* _PROMPT_:
Within the listing below, the lines to output run from the one containing "out or occupied." through the one containing "if idx >= self.high_water"; copy them exactly and nothing else.

── THE RECORDS

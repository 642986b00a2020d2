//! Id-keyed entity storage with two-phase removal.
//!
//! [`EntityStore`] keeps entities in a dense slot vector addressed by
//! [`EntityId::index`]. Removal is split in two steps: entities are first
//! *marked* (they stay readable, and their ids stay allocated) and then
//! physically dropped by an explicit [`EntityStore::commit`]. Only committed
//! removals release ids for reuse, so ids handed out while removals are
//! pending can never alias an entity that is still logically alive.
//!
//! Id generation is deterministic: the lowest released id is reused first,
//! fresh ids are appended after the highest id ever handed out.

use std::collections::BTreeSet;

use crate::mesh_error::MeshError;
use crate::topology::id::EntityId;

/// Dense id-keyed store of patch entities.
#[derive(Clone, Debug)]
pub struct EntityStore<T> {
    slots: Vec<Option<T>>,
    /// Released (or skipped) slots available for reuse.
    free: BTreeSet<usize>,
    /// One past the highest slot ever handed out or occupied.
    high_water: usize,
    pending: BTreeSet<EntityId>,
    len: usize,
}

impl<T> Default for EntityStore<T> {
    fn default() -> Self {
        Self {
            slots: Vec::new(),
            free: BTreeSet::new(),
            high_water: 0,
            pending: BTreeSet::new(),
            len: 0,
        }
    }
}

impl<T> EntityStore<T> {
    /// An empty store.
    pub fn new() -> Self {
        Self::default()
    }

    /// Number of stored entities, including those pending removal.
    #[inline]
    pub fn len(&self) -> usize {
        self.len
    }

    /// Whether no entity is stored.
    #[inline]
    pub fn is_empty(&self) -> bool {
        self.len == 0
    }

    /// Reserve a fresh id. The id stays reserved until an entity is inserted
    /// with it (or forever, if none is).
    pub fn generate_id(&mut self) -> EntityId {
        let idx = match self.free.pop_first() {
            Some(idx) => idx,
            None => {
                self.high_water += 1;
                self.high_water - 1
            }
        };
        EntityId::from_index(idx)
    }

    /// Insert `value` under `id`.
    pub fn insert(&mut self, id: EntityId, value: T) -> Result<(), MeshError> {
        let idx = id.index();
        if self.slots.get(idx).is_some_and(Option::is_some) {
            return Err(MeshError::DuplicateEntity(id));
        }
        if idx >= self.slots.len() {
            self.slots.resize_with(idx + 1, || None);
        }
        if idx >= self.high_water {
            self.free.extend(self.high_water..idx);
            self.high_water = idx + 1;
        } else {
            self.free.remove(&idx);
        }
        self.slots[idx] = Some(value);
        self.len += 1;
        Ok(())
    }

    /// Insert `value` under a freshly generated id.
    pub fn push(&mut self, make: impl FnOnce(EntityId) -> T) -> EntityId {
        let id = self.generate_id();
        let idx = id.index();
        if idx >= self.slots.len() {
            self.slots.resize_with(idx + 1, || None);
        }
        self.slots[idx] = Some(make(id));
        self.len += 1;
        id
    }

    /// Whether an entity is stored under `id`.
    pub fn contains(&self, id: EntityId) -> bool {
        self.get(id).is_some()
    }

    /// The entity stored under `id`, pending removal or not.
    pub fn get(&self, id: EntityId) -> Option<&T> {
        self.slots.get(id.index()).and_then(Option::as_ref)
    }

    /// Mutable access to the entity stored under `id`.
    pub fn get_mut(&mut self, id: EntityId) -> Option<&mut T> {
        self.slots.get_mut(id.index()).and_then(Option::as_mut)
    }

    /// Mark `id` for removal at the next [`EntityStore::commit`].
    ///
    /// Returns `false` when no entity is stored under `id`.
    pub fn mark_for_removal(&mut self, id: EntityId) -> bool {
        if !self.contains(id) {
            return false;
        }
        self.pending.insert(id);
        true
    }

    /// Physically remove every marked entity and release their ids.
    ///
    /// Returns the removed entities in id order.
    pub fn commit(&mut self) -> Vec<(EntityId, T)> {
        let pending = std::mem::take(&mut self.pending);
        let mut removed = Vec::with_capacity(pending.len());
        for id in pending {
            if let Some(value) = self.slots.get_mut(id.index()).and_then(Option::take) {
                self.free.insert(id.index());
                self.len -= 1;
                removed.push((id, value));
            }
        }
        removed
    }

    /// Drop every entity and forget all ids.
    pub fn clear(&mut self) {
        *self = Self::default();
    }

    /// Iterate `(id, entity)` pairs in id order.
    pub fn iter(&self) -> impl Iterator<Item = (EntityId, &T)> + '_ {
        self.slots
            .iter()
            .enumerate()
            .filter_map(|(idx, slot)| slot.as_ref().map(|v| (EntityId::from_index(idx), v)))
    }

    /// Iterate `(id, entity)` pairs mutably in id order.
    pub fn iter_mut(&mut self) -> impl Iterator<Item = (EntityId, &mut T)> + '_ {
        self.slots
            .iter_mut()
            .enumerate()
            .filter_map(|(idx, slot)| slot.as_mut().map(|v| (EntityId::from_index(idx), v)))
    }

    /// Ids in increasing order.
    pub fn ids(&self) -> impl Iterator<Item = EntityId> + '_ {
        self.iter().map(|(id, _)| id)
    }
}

────
── THE RECORDS

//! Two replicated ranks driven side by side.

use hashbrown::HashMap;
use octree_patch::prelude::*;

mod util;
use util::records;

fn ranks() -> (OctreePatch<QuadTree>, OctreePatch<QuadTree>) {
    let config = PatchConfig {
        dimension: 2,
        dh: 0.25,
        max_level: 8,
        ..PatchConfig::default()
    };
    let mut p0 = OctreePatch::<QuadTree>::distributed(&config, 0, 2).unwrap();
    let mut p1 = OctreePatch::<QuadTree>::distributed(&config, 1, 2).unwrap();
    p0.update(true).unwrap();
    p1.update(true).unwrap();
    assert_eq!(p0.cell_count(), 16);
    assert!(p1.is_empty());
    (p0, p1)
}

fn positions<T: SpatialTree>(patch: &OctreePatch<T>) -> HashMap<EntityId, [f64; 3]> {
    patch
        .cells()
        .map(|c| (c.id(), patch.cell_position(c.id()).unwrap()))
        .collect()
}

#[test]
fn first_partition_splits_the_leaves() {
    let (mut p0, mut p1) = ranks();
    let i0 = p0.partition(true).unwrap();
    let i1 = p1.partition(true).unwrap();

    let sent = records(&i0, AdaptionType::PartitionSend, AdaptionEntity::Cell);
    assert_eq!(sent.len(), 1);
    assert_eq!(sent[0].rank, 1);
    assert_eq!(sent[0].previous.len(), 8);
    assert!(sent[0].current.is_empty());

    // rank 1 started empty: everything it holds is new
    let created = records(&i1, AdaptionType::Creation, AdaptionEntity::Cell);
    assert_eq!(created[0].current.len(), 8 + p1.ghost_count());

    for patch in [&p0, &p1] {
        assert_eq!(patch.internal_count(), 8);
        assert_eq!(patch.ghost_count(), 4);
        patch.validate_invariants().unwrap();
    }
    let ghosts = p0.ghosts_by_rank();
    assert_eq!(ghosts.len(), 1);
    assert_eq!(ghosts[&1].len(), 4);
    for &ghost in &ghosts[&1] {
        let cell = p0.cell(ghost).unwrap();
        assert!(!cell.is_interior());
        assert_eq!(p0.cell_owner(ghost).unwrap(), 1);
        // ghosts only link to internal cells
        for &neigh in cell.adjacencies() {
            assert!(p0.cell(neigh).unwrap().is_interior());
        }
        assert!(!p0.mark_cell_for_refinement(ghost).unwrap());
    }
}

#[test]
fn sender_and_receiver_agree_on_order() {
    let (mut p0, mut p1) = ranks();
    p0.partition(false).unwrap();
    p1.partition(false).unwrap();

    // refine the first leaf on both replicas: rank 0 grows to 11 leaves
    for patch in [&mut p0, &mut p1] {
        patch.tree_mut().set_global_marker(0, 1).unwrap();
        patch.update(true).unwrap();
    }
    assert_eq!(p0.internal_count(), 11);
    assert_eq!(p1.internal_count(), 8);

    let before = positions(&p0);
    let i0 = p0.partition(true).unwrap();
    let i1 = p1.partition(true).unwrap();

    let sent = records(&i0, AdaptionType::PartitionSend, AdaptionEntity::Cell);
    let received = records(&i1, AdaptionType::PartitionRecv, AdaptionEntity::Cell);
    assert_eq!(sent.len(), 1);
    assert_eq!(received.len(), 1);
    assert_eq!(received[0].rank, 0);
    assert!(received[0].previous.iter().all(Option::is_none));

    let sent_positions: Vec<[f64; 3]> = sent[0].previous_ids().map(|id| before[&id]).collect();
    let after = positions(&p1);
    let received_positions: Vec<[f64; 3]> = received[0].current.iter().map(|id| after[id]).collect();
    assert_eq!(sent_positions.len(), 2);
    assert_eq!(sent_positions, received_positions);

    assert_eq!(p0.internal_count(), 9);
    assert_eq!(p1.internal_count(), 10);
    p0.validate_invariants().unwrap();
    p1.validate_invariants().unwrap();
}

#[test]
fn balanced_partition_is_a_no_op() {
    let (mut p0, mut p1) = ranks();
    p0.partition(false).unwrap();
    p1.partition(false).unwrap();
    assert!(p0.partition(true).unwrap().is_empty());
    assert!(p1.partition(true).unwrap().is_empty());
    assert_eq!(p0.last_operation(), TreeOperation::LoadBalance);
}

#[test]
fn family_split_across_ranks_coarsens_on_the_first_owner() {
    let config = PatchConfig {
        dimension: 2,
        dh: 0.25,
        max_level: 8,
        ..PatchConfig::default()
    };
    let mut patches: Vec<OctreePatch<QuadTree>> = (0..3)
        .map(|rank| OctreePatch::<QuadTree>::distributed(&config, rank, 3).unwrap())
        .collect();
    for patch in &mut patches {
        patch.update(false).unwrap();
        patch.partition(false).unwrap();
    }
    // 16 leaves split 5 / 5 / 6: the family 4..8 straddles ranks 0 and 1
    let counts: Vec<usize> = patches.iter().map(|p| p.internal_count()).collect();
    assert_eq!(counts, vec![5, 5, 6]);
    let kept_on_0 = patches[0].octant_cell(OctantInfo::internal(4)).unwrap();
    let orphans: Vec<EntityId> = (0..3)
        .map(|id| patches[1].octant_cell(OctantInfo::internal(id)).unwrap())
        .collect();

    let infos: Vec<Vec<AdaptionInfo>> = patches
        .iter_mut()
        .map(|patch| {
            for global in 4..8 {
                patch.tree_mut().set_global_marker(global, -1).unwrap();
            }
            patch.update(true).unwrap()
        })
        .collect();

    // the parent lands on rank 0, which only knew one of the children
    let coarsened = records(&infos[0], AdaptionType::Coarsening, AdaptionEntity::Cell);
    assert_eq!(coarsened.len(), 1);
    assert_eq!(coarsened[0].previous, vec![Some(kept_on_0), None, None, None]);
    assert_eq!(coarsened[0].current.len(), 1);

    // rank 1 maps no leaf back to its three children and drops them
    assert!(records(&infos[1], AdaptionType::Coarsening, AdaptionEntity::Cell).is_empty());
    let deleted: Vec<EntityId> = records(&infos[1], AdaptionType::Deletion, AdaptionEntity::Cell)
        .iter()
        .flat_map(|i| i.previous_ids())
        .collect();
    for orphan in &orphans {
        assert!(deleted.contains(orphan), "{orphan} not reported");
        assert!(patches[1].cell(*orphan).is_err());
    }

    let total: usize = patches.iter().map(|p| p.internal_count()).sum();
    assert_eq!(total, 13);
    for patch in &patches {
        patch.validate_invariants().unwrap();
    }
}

────

* _REPLY_:
    /// One past the highest slot ever handed out or occupied.
    high_water: usize,
    pending: BTreeSet<EntityId>,
    len: usize,
}

impl<T> Default for EntityStore<T> {
    fn default() -> Self {
        Self {
            slots: Vec::new(),
            free: BTreeSet::new(),
            high_water: 0,
            pending: BTreeSet::new(),
            len: 0,
        }
    }
}

impl<T> EntityStore<T> {
    /// An empty store.
    pub fn new() -> Self {
        Self::default()
    }

    /// Number of stored entities, including those pending removal.
    #[inline]
    pub fn len(&self) -> usize {
        self.len
    }

    /// Whether no entity is stored.
    #[inline]
    pub fn is_empty(&self) -> bool {
        self.len == 0
    }

    /// Reserve a fresh id. The id stays reserved until an entity is inserted
    /// with it (or forever, if none is).
    pub fn generate_id(&mut self) -> EntityId {
        let idx = match self.free.pop_first() {
            Some(idx) => idx,
            None => {
                self.high_water += 1;
                self.high_water - 1
            }
        };
        EntityId::from_index(idx)
    }

    /// Insert `value` under `id`.
    pub fn insert(&mut self, id: EntityId, value: T) -> Result<(), MeshError> {
        let idx = id.index();
        if self.slots.get(idx).is_some_and(Option::is_some) {
            return Err(MeshError::DuplicateEntity(id));
        }
        if idx >= self.slots.len() {
            self.slots.resize_with(idx + 1, || None);
        }
        if idx >= self.high_water {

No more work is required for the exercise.